Venus also functions as a deus ex machina.

While Venus de Milo is the poster child of this show’s bad choices, the honest truth is that she doesn’t deserve all the ire she’s gotten. She does deserve some of it, though, since her presence undoes the brotherhood of the rest of the Turtles (who all want to have sex with her to various degrees plus she has boobs which is weird for something mutated from a reptile to have) and while the concept of a mystic female Ninja Turtle is intriguing Venus herself is annoying. She had a habit of constantly spouting common Ninja Turtle phrases (well, common for this show) but slightly wrong. It’s a schick that gets old fast. She also bears the mark of being exceedingly competent when she first appears and then becoming extremely weak every time after that. She could have been a good character, and IDW has introduced a female Turtle which people seem to be all right with, but she just wasn’t handled well.

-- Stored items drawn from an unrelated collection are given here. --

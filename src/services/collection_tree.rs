//! Collection tree builder.
//!
//! Turns the flat root/child collection listings and the user's groups into
//! the ordered tree that gets materialized as local folders. Collections are
//! indexed once by id and the recursion only walks that index, with a global
//! emitted set, so every collection lands in exactly one place even when the
//! remote data contains duplicates or parent cycles.

use std::collections::hash_map::Entry;
use std::collections::{HashMap, HashSet};

use tracing::{debug, warn};

use crate::types::collection::{
    Collection, CollectionNode, Group, NodeKey, OTHER_GROUP_TITLE, TRASH_COLLECTION_ID,
    UNSORTED_COLLECTION_ID,
};
use crate::types::settings::EngineSettings;

/// Group handling policy.
#[derive(Debug, Clone, Copy, PartialEq, Eq)]
pub struct TreeOptions {
    /// Emit groups whose collection list resolves to nothing.
    pub include_empty_groups: bool,
    /// Emit hidden groups. When off, their collections fall into "Other".
    pub include_hidden_groups: bool,
}

impl Default for TreeOptions {
    fn default() -> Self {
        Self {
            include_empty_groups: true,
            include_hidden_groups: true,
        }
    }
}

impl From<&EngineSettings> for TreeOptions {
    fn from(settings: &EngineSettings) -> Self {
        Self {
            include_empty_groups: settings.include_empty_groups,
            include_hidden_groups: settings.include_hidden_groups,
        }
    }
}

struct Index<'a> {
    by_id: HashMap<i64, &'a Collection>,
    children: HashMap<i64, Vec<&'a Collection>>,
    emitted: HashSet<i64>,
    path: Vec<i64>,
}

impl<'a> Index<'a> {
    fn attach(&mut self, id: i64) -> Option<CollectionNode> {
        if !self.emitted.insert(id) {
            return None;
        }
        let collection = *self.by_id.get(&id)?;
        self.path.push(id);

        let child_ids: Vec<i64> = self
            .children
            .get(&id)
            .map(|list| list.iter().map(|c| c.id).collect())
            .unwrap_or_default();
        let mut children = Vec::with_capacity(child_ids.len());
        for child_id in child_ids {
            if self.path.contains(&child_id) {
                warn!(collection = id, child = child_id, "collection cycle detected, not descending");
                continue;
            }
            if let Some(node) = self.attach(child_id) {
                children.push(node);
            }
        }

        self.path.pop();
        Some(CollectionNode {
            key: NodeKey::Collection(id),
            title: collection.title.clone(),
            sort_key: collection.sort_key,
            is_group: false,
            children,
        })
    }

    /// Collections never reached from a top-level entry (parent cycles without a root).
    fn leftovers(&self) -> Vec<&'a Collection> {
        let mut rest: Vec<&Collection> = self
            .by_id
            .values()
            .filter(|c| !self.emitted.contains(&c.id))
            .copied()
            .collect();
        rest.sort_by_key(|c| (c.sort_key, c.id));
        rest
    }
}

fn group_node(key: NodeKey, title: &str, sort_key: i64, children: Vec<CollectionNode>) -> CollectionNode {
    CollectionNode {
        key,
        title: title.to_string(),
        sort_key,
        is_group: true,
        children,
    }
}

/// Builds the collection tree. The first node is always the unsorted node.
pub fn build_tree(
    roots: &[Collection],
    children: &[Collection],
    groups: &[Group],
    options: &TreeOptions,
) -> Vec<CollectionNode> {
    let root_ids: HashSet<i64> = roots.iter().map(|c| c.id).collect();

    let mut by_id: HashMap<i64, &Collection> = HashMap::new();
    for collection in roots.iter().chain(children) {
        if collection.id == UNSORTED_COLLECTION_ID || collection.id == TRASH_COLLECTION_ID {
            continue;
        }
        match by_id.entry(collection.id) {
            Entry::Occupied(_) => {
                debug!(collection = collection.id, "duplicate collection in listing, keeping first")
            }
            Entry::Vacant(slot) => {
                slot.insert(collection);
            }
        }
    }

    // Roots first in sort order, then children whose parent is unknown.
    let mut tops: Vec<&Collection> = Vec::new();
    let mut orphans: Vec<&Collection> = Vec::new();
    let mut child_index: HashMap<i64, Vec<&Collection>> = HashMap::new();
    for &collection in by_id.values() {
        if root_ids.contains(&collection.id) {
            tops.push(collection);
            continue;
        }
        match collection.parent_id {
            Some(parent) if parent != collection.id && by_id.contains_key(&parent) => {
                child_index.entry(parent).or_default().push(collection);
            }
            _ => {
                warn!(collection = collection.id, parent = ?collection.parent_id, "orphan collection promoted to top level");
                orphans.push(collection);
            }
        }
    }
    tops.sort_by_key(|c| (c.sort_key, c.id));
    orphans.sort_by_key(|c| (c.sort_key, c.id));
    tops.extend(orphans);
    for siblings in child_index.values_mut() {
        siblings.sort_by_key(|c| (c.sort_key, c.id));
    }

    let mut index = Index {
        by_id,
        children: child_index,
        emitted: HashSet::new(),
        path: Vec::new(),
    };
    let top_ids: HashSet<i64> = tops.iter().map(|c| c.id).collect();

    let mut tree = vec![CollectionNode::unsorted()];

    if groups.is_empty() {
        for top in &tops {
            tree.extend(index.attach(top.id));
        }
        for stray in index.leftovers() {
            warn!(collection = stray.id, "collection unreachable from any root, promoted to top level");
            tree.extend(index.attach(stray.id));
        }
        return tree;
    }

    let mut ordered: Vec<&Group> = groups.iter().collect();
    ordered.sort_by_key(|g| g.sort_key);

    let mut seen_titles: HashMap<&str, usize> = HashMap::new();
    for group in ordered {
        if group.hidden && !options.include_hidden_groups {
            debug!(group = %group.title, "skipping hidden group");
            continue;
        }

        let mut members = Vec::new();
        for &id in &group.collection_ids {
            if !index.by_id.contains_key(&id) {
                warn!(group = %group.title, collection = id, "group references unknown collection, dropped");
                continue;
            }
            if !top_ids.contains(&id) {
                debug!(group = %group.title, collection = id, "non-root collection listed in group, ignored");
                continue;
            }
            match index.attach(id) {
                Some(node) => members.push(node),
                None => debug!(group = %group.title, collection = id, "collection already placed by an earlier group"),
            }
        }

        if members.is_empty() && !options.include_empty_groups {
            continue;
        }

        let occurrence = seen_titles.entry(group.title.as_str()).or_insert(0);
        *occurrence += 1;
        let key = if *occurrence == 1 {
            NodeKey::Group(group.title.clone())
        } else {
            NodeKey::Group(format!("{}#{}", group.title, occurrence))
        };
        tree.push(group_node(key, &group.title, group.sort_key, members));
    }

    let mut other = Vec::new();
    for top in &tops {
        if !index.emitted.contains(&top.id) {
            other.extend(index.attach(top.id));
        }
    }
    for stray in index.leftovers() {
        warn!(collection = stray.id, "collection unreachable from any root, placed in Other");
        other.extend(index.attach(stray.id));
    }
    if !other.is_empty() {
        tree.push(group_node(NodeKey::Other, OTHER_GROUP_TITLE, i64::MAX, other));
    }

    tree
}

The ire doesn’t even belong to the rest of the show’s new characters. The new antagonist is the Dragonlord, who wants to eat the Turtles and gain their powers. He has a sidekick named Wick who shares similar goals and is a literal puppet. They head up a group of Dragon Ninja called the Rank, and on paper this all sounds neat but in practice fails to impress. Dragonlord has Doctor Quease in his employ, who is a cut-rate Baxter Stockman and fulfills the show’s mad science quotient. Elsewhere, there’s Silver, the last of the Yeti, who is inexplicably heading up a gang in New York City. Finally, there’s Simon Bonesteel, played by Scott McNeil. McNeil does the best he aan with the character, who is a big game hunter/poacher/monster hunter who eventually teams up with a vampire. Dragonlord is mainly here to give Venus a reason to be here, while the others show up because there’s twenty-six episodes of this dreck and they needed to fill them up somehow.

They had to keep the vampire and her two cronies away from her heart. This is, of course, played for laughs and Scott McNeil was also there.

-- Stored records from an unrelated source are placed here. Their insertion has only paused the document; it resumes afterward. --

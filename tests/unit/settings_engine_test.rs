//! Integration-level unit tests for the SettingsEngine public API.
//!
//! These tests exercise the SettingsEngine through its public trait interface,
//! validating default loading, value persistence, validation and reset.

use raindrop_sync::services::settings_engine::{SettingsEngine, SettingsEngineTrait};
use raindrop_sync::types::errors::SettingsError;
use raindrop_sync::types::settings::{MaterializationPolicy, SyncSettings};
use rstest::rstest;
use tempfile::TempDir;

/// Helper: create a SettingsEngine backed by a temp directory that lives for the
/// duration of the test (the caller holds the `TempDir` handle).
fn engine_in_temp(dir: &TempDir) -> SettingsEngine {
    let path = dir
        .path()
        .join("settings.json")
        .to_string_lossy()
        .to_string();
    SettingsEngine::new(Some(path))
}

/// When no config file exists on disk, `load()` returns the built-in defaults.
#[test]
fn test_load_defaults_when_no_config_file_exists() {
    let dir = TempDir::new().unwrap();
    let mut engine = engine_in_temp(&dir);

    let settings = engine.load().unwrap();

    assert_eq!(settings, SyncSettings::default());
    assert_eq!(settings.sync.root_folder_title, "Raindrop");
    assert_eq!(settings.sync.per_page, 50);
    assert_eq!(settings.sync.materialization, MaterializationPolicy::Stable);
    assert_eq!(settings.api.base_url, "https://api.raindrop.io/rest/v1");
}

/// A change made through `set_value` is visible to a fresh engine on the same file.
#[test]
fn test_set_value_persists_changes() {
    let dir = TempDir::new().unwrap();

    {
        let mut engine = engine_in_temp(&dir);
        engine.load().unwrap();
        engine
            .set_value("sync.root_folder_title", serde_json::json!("Bookmarks from Raindrop"))
            .unwrap();
        engine
            .set_value("sync.route_unresolved_to_unsorted", serde_json::json!(true))
            .unwrap();
    }

    let mut engine = engine_in_temp(&dir);
    let settings = engine.load().unwrap();
    assert_eq!(settings.sync.root_folder_title, "Bookmarks from Raindrop");
    assert!(settings.sync.route_unresolved_to_unsorted);
}

#[rstest]
#[case("", serde_json::json!(1))]
#[case("sync.unknown", serde_json::json!(1))]
#[case("nope.per_page", serde_json::json!(1))]
#[case("sync.per_page.inner", serde_json::json!(1))]
fn test_set_value_rejects_bad_keys(#[case] key: &str, #[case] value: serde_json::Value) {
    let dir = TempDir::new().unwrap();
    let mut engine = engine_in_temp(&dir);
    engine.load().unwrap();

    assert!(matches!(engine.set_value(key, value), Err(SettingsError::InvalidKey(_))));
    assert_eq!(engine.get_settings(), &SyncSettings::default());
}

#[rstest]
#[case("sync.per_page", serde_json::json!("fifty"))]
#[case("sync.per_page", serde_json::json!(500))]
#[case("sync.materialization", serde_json::json!("Sometimes"))]
#[case("api.base_url", serde_json::json!(""))]
fn test_set_value_rejects_bad_values(#[case] key: &str, #[case] value: serde_json::Value) {
    let dir = TempDir::new().unwrap();
    let mut engine = engine_in_temp(&dir);
    engine.load().unwrap();

    assert!(matches!(engine.set_value(key, value), Err(SettingsError::InvalidValue(_))));
}

/// A hand-edited file missing the newer `delete_removed_items` flag still loads.
#[test]
fn test_load_fills_defaulted_fields() {
    let dir = TempDir::new().unwrap();
    let mut engine = engine_in_temp(&dir);
    let mut value = serde_json::to_value(SyncSettings::default()).unwrap();
    value["sync"].as_object_mut().unwrap().remove("delete_removed_items");
    std::fs::write(engine.get_config_path(), value.to_string()).unwrap();

    let settings = engine.load().unwrap();
    assert!(settings.sync.delete_removed_items);
}

#[test]
fn test_load_malformed_file_is_an_error() {
    let dir = TempDir::new().unwrap();
    let mut engine = engine_in_temp(&dir);
    std::fs::write(engine.get_config_path(), "{ not json").unwrap();

    assert!(matches!(engine.load(), Err(SettingsError::SerializationError(_))));
}

/// `reset()` restores defaults in memory and on disk.
#[test]
fn test_reset_restores_defaults() {
    let dir = TempDir::new().unwrap();
    let mut engine = engine_in_temp(&dir);
    engine.load().unwrap();
    engine.set_value("sync.per_page", serde_json::json!(10)).unwrap();

    engine.reset().unwrap();
    assert_eq!(engine.get_settings(), &SyncSettings::default());

    let mut reloaded = engine_in_temp(&dir);
    assert_eq!(reloaded.load().unwrap(), SyncSettings::default());
}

The humor of this show is absolutely atrocious and I’m not saying that as a thirty-five year-old man watching a show meant for children. Even the sole episode I watched as a child made me feel dirty, and the worst part is that the “humor” is relentless. Someone is either making a lame joke, doling out another utterance of the many new catch-phrases the show decided to use, or the already lackluster action is being sped up with wacky music which isn’t all that wacky. Even when there’s nothing humorous going on, they pipe in wacky sound effects and music cues and you’d think they’d just lose power after a while but each and every time it’s a fresh wound, a death by a thousand annoyances.

The original cartoons theme song is far more enjoyable than the entirety of this series.

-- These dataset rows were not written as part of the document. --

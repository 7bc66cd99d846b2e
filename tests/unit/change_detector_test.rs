//! Tests for `detect_changes` against the SQLite bookmark store.

#[path = "../support/mod.rs"]
mod support;

use raindrop_sync::services::change_detector::detect_changes;
use raindrop_sync::types::status::SyncReason;

use support::{item, Harness};

const ROOT: &str = "Raindrop";

#[tokio::test]
async fn test_missing_root_needs_sync_without_remote_read() {
    let h = Harness::new();
    h.remote.reject_token(true);

    let decision = detect_changes(h.store.as_ref(), &*h.remote, &h.metadata, ROOT)
        .await
        .unwrap();

    assert!(decision.needed);
    assert_eq!(decision.reason, SyncReason::MissingLocalFolder);
    assert_eq!(decision.remote_latest, None);
}

#[tokio::test]
async fn test_empty_root_needs_sync() {
    let h = Harness::new();
    h.store.create_folder(&h.store.bookmarks_bar_id(), ROOT).await.unwrap();

    let decision = detect_changes(h.store.as_ref(), &*h.remote, &h.metadata, ROOT)
        .await
        .unwrap();

    assert!(decision.needed);
    assert_eq!(decision.reason, SyncReason::EmptyLocalFolder);
}

#[tokio::test]
async fn test_watermark_comparison_is_strict() {
    let h = Harness::new();
    let root = h.store.create_folder(&h.store.bookmarks_bar_id(), ROOT).await.unwrap();
    h.store.create_folder(&root.id, "Unsorted").await.unwrap();
    h.remote
        .set_items(vec![item(1, "a", Some("https://a.example"), -1, 5_000)]);

    h.metadata.advance_last_sync_timestamp(5_000).await.unwrap();
    let decision = detect_changes(h.store.as_ref(), &*h.remote, &h.metadata, ROOT)
        .await
        .unwrap();
    assert!(!decision.needed);
    assert_eq!(decision.reason, SyncReason::UpToDate);
    assert_eq!(decision.remote_latest, Some(5_000));

    h.remote
        .set_items(vec![item(1, "a", Some("https://a.example"), -1, 5_001)]);
    let decision = detect_changes(h.store.as_ref(), &*h.remote, &h.metadata, ROOT)
        .await
        .unwrap();
    assert!(decision.needed);
    assert_eq!(decision.reason, SyncReason::NewChanges);
}

#[tokio::test]
async fn test_trash_activity_counts_as_change() {
    let h = Harness::new();
    let root = h.store.create_folder(&h.store.bookmarks_bar_id(), ROOT).await.unwrap();
    h.store.create_folder(&root.id, "Unsorted").await.unwrap();
    h.metadata.advance_last_sync_timestamp(5_000).await.unwrap();
    h.remote
        .set_items(vec![item(1, "a", Some("https://a.example"), -1, 4_000)]);
    h.remote
        .set_trash(vec![item(2, "b", Some("https://b.example"), -99, 6_000)]);

    let decision = detect_changes(h.store.as_ref(), &*h.remote, &h.metadata, ROOT)
        .await
        .unwrap();
    assert!(decision.needed);
    assert_eq!(decision.remote_latest, Some(6_000));
}

#[tokio::test]
async fn test_no_remote_items_skips() {
    let h = Harness::new();
    let root = h.store.create_folder(&h.store.bookmarks_bar_id(), ROOT).await.unwrap();
    h.store.create_folder(&root.id, "Unsorted").await.unwrap();

    let decision = detect_changes(h.store.as_ref(), &*h.remote, &h.metadata, ROOT)
        .await
        .unwrap();
    assert!(!decision.needed);
    assert_eq!(decision.reason, SyncReason::NoRemoteItems);
}

#[tokio::test]
async fn test_remote_failure_propagates_once_root_is_populated() {
    let h = Harness::new();
    let root = h.store.create_folder(&h.store.bookmarks_bar_id(), ROOT).await.unwrap();
    h.store.create_folder(&root.id, "Unsorted").await.unwrap();
    h.remote.reject_token(true);

    let err = detect_changes(h.store.as_ref(), &*h.remote, &h.metadata, ROOT)
        .await
        .unwrap_err();
    assert!(err.is_auth_failure());
}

Contrast this to the original Ninja Turtles cartoon, or the movies, or even the first season of Mighty Morphin Power Rangers. Each of those had their share of humor and sure, there were some groan-worthy elements here and there, but on the whole they knew how to properly balance humor, action, and pathos. The original Ninja Turtles cartoon, for example, put the Turtles and their friends into actual life-threatening situations and one of their major goals was to return Splinter to his human form. The movie allowed Raphael to almost get beaten to death and Splinter was kidnapped by the Shredder. Mighty Morphin Power Rangers had all the business with Tommy Oliver and his powers plus constant life-threatening monsters, and while it had its share of humor most of the broader stuff was relegated to Bulk and Skull. Next Mutation is as if the aesthetics of those early Bulk and Skull bits was stretched out over an entire series.

There’s a universe where someone could make a good version of this show but we’re certainly not in it. This was actually kind of proven by an early episode of Power Rangers in Space which featured a crossover between the Rangers and the Next Mutation Ninja Turtles. The fighting of the Ninja Turtles was decent, especially freed from the slo-mo slapstick of its origin series, and the jokes the Turtles would make had no wacky audio cues which made the entire endeavor that much better. I don’t know why they opted to do things that way, but it hurt a show that could have at least been watchable.